Riceviamo e pubblichiamo dalla associazione Giovanni XXIII sul tema del carcere
Matteo Fadda: «Preoccupati per i bambini in carcere». Il Presidente della Comunità Papa Giovanni XXIII sul DDL “sicurezza”
«Esprimiamo forte preoccupazione per le norme contenute nel Disegno di legge Sicurezza che rendono il rinvio della pena facoltativo per le mamme in gravidanza e con minori al di sotto di un anno.
Rinnoviamo l’appello al legislatore e ai decisori politici a prevedere percorsi in comunità di accoglienza e rieducanti al di fuori del carcere anche per queste mamme.
Siamo disponibili a collaborare con gli istituti penitenziari ed i magistrati di sorveglianza per offrire percorsi alternativi al carcere ed espiare la pena in comunità con l’obiettivo della rieducazione delle detenute ed impedire ai bambini, che non hanno alcuna colpa, di vivere dietro le sbarre».
E’ il commento di Matteo Fadda, presidente della Comunità Papa Giovanni XXIII, in merito al ddl sicurezza approvato in prima lettura alla Camera il 18 settembre scorso ed ora in discussione al Senato.
«Riteniamo inutile ostacolare le comunicazioni telefoniche dei cittadini stranieri – continua Fadda – tramite l’obbligo di presentazione del permesso di soggiorno per l’acquisto delle schede SIM, come previsto dall’art. 9 del ddl, perché ostacola le relazioni umane delle persone che vengono private dell’unico strumento per comunicare con le famiglie lontane».
«Crediamo inoltre che non sarà la previsione di nuovi reati anche per la mera resistenza passiva e l’aumento delle pene dei reclusi, la modalità punitiva e securitaria per il dissenso e la protesta, che potrà portare più sicurezza- conclude Fadda –.

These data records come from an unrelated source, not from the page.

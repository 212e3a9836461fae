//! Multi-armed bandit over a partition of the weight simplex.

use crate::control::CancellationToken;
use crate::evaluator::ScoreEvaluator;
use crate::policy::PolicyKind;
use crate::scheduler::FrontierRun;
use crate::space::SeedSpace;
use melif_types::{MelifResult, Point, RunStats, SearchConfig};
use std::collections::BTreeSet;
use std::sync::Arc;
use tracing::debug;

/// One frontier per partition point of the simplex; a bandit policy decides
/// which frontier each worker step draws from, rewarded with the score of the
/// evaluated candidate.
///
/// The partition is fixed when the scheduler is built. Starting points handed
/// to [`BanditFrontierScheduler::run`] are queued in the arm whose partition
/// point is nearest to them; they never add arms.
pub struct BanditFrontierScheduler {
    config: SearchConfig,
    evaluator: Arc<dyn ScoreEvaluator>,
    policy: PolicyKind,
    partition: Vec<Point>,
    cancel: CancellationToken,
}

impl BanditFrontierScheduler {
    pub const NAME: &'static str = "bandit-frontier";

    /// Build the scheduler with a partition grid of `grid_resolution` levels
    /// per coordinate and the UCB1 policy.
    pub fn new(
        config: SearchConfig,
        evaluator: Arc<dyn ScoreEvaluator>,
        grid_resolution: usize,
    ) -> MelifResult<Self> {
        config.validate()?;
        let partition = SeedSpace::partition(config.dimension(), grid_resolution)?;
        debug!(arms = partition.len(), grid_resolution, "simplex partitioned");
        Ok(Self {
            config,
            evaluator,
            policy: PolicyKind::default(),
            partition,
            cancel: CancellationToken::new(),
        })
    }

    pub fn with_policy(mut self, policy: PolicyKind) -> Self {
        self.policy = policy;
        self
    }

    pub fn with_cancellation(mut self, token: CancellationToken) -> Self {
        self.cancel = token;
        self
    }

    pub fn config(&self) -> &SearchConfig {
        &self.config
    }

    pub fn policy(&self) -> PolicyKind {
        self.policy
    }

    /// Seed points of the partition arms.
    pub fn partition(&self) -> &[Point] {
        &self.partition
    }

    /// Initial frontier contents per arm: the arm's partition point followed
    /// by the caller points nearest to it (squared Euclidean distance, lowest
    /// arm index on ties). Points equal to a partition point are not repeated.
    pub fn arm_seeds(&self, points: &[Point]) -> Vec<Vec<Point>> {
        let mut seeds: Vec<Vec<Point>> = self.partition.iter().map(|p| vec![p.clone()]).collect();
        let unique: BTreeSet<&Point> = points.iter().collect();
        for point in unique {
            if self.partition.contains(point) {
                continue;
            }
            if let Some(arm) = nearest(&self.partition, point) {
                seeds[arm].push(point.clone());
            }
        }
        seeds
    }

    pub fn run(&self, points: &[Point]) -> MelifResult<RunStats> {
        self.config.validate()?;
        self.config.validate_points(points)?;

        let seeds = self.arm_seeds(points);
        debug!(
            arms = seeds.len(),
            extra = seeds.iter().map(|s| s.len() - 1).sum::<usize>(),
            "caller points assigned to arms"
        );
        let selector = self.policy.build(seeds.len())?;
        FrontierRun {
            name: Self::NAME,
            config: &self.config,
            evaluator: self.evaluator.as_ref(),
            cancel: &self.cancel,
        }
        .execute(seeds, selector)
    }
}

fn nearest(arms: &[Point], point: &Point) -> Option<usize> {
    let distance = |arm: &Point| -> f64 {
        arm.coordinates()
            .iter()
            .zip(point.coordinates())
            .map(|(a, b)| (a - b).powi(2))
            .sum()
    };
    arms.iter()
        .enumerate()
        .map(|(i, arm)| (i, distance(arm)))
        .fold(None, |best: Option<(usize, f64)>, (i, d)| match best {
            Some((_, best_d)) if best_d <= d => best,
            _ => Some((i, d)),
        })
        .map(|(i, _)| i)
}

#[cfg(test)]
mod tests {
    use super::*;
    use crate::evaluator::ScoreFn;
    use melif_types::{ConfigError, MelifError, StopBudget, StopReason};
    use std::sync::atomic::{AtomicUsize, Ordering};
    use std::time::Duration;

    fn config(workers: usize, budget: StopBudget) -> SearchConfig {
        SearchConfig::new(["m0", "m1", "m2"])
            .with_delta(0.1)
            .with_workers(workers)
            .with_budget(budget)
            .with_dequeue_timeout(Duration::from_millis(200))
    }

    fn peak(p: &Point) -> f64 {
        let target = [0.1, 0.1, 0.8];
        let d: f64 = p
            .coordinates()
            .iter()
            .zip(target)
            .map(|(c, t)| (c - t).powi(2))
            .sum();
        0.99 - d.sqrt()
    }

    fn seeds() -> Vec<Point> {
        SeedSpace::axis_and_uniform(3)
    }

    #[test]
    fn caller_points_join_the_nearest_arm() {
        let bandit = BanditFrontierScheduler::new(config(2, StopBudget::Points(10)), Arc::new(ScoreFn(peak)), 2)
            .unwrap();
        let base = bandit.partition().len();
        assert_eq!(base, 10);

        // Partition points are not repeated
        let arms = bandit.arm_seeds(&seeds());
        assert_eq!(arms.len(), base);
        assert!(arms.iter().all(|seeds| seeds.len() == 1));

        let extra = Point::new(vec![0.1, 0.1, 0.8]).unwrap();
        let arms = bandit.arm_seeds(&[extra.clone(), extra.clone()]);
        assert_eq!(arms.len(), base);
        let owner = bandit
            .partition()
            .iter()
            .position(|p| *p == Point::unit(3, 2).unwrap())
            .unwrap();
        assert_eq!(arms[owner], vec![Point::unit(3, 2).unwrap(), extra]);
        assert_eq!(arms.iter().map(Vec::len).sum::<usize>(), base + 1);
    }

    #[test]
    fn budget_bounds_evaluations() {
        let calls = Arc::new(AtomicUsize::new(0));
        let counter = calls.clone();
        let score = move |p: &Point| {
            counter.fetch_add(1, Ordering::SeqCst);
            peak(p)
        };
        let bandit = BanditFrontierScheduler::new(config(4, StopBudget::Points(40)), Arc::new(ScoreFn(score)), 2)
            .unwrap();
        let stats = bandit.run(&seeds()).unwrap();

        assert!(calls.load(Ordering::SeqCst) <= 40);
        assert_eq!(stats.visited_points() as usize, calls.load(Ordering::SeqCst));
        assert_eq!(stats.stop_reason(), Some(StopReason::BudgetExhausted));
        // The unit point on the peak's axis is a seed
        assert!(stats.best_score() >= peak(&Point::unit(3, 2).unwrap()));
    }

    #[test]
    fn every_policy_finds_a_good_region() {
        let policies = [
            PolicyKind::Ucb1,
            PolicyKind::EpsilonGreedy {
                epsilon: 0.2,
                seed: 5,
            },
            PolicyKind::SoftMax {
                temperature: 0.1,
                seed: 5,
            },
        ];
        for policy in policies {
            let stats = BanditFrontierScheduler::new(config(2, StopBudget::Points(120)), Arc::new(ScoreFn(peak)), 3)
                .unwrap()
                .with_policy(policy)
                .run(&seeds())
                .unwrap();
            assert!(stats.best_score() > 0.8, "{policy:?} reached {}", stats.best_score());
        }
    }

    #[test]
    fn near_perfect_score_stops_the_bandit() {
        let workers = 3;
        let calls = Arc::new(AtomicUsize::new(0));
        let counter = calls.clone();
        let score = move |_: &Point| {
            counter.fetch_add(1, Ordering::SeqCst);
            1.0
        };
        let stats = BanditFrontierScheduler::new(config(workers, StopBudget::Points(500)), Arc::new(ScoreFn(score)), 2)
            .unwrap()
            .run(&seeds())
            .unwrap();

        assert_eq!(stats.stop_reason(), Some(StopReason::NearPerfectScore));
        assert!(calls.load(Ordering::SeqCst) <= 1 + workers);
    }

    #[test]
    fn invalid_setup_is_rejected() {
        let err = BanditFrontierScheduler::new(config(2, StopBudget::Points(10)), Arc::new(ScoreFn(peak)), 0)
            .err()
            .unwrap();
        assert!(matches!(err, MelifError::Config(ConfigError::InvalidGrid { resolution: 0 })));

        let bandit = BanditFrontierScheduler::new(config(2, StopBudget::Points(10)), Arc::new(ScoreFn(peak)), 2)
            .unwrap()
            .with_policy(PolicyKind::EpsilonGreedy {
                epsilon: -0.5,
                seed: 1,
            });
        assert!(matches!(
            bandit.run(&seeds()),
            Err(MelifError::Config(ConfigError::InvalidPolicy { .. }))
        ));
        assert!(matches!(
            bandit.run(&[Point::uniform(2).unwrap()]),
            Err(MelifError::Config(ConfigError::DimensionMismatch { .. }))
        ));
    }

    #[test]
    fn empty_starting_set_is_rejected() {
        let bandit = BanditFrontierScheduler::new(config(2, StopBudget::Points(10)), Arc::new(ScoreFn(peak)), 2)
            .unwrap();
        assert!(matches!(
            bandit.run(&[]),
            Err(MelifError::Config(ConfigError::NoStartingPoints))
        ));
    }

    #[test]
    fn no_improvement_window_stops_the_bandit() {
        let bandit = BanditFrontierScheduler::new(
            config(1, StopBudget::NoImprovement(5)),
            Arc::new(ScoreFn(|_: &Point| 0.5)),
            2,
        )
        .unwrap();
        let stats = bandit.run(&seeds()).unwrap();

        assert_eq!(stats.stop_reason(), Some(StopReason::NoImprovement));
        // The first evaluation sets the best; six more without improvement exceed the window
        assert_eq!(stats.visited_points(), 7);
    }
}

Infine impedire le libere proteste passive e nonviolente non fa che rendere le nuove generazioni sempre più lontane dalla politica»
La Comunità Papa Giovanni XXIII dalla fine degli anni ‘90 è presente nelle carceri.
E’ impegnata sia nel denunciare la drammatica presenza in carcere dei bimbi reclusi sia nel promuovere pene alternative al di fuori del circuito carcerario, di cui anche gli Icam (le strutture detentive per donne incinte e neomamme) sono parte, con l’accoglienza nelle comunità educanti coi carcerati (CEC).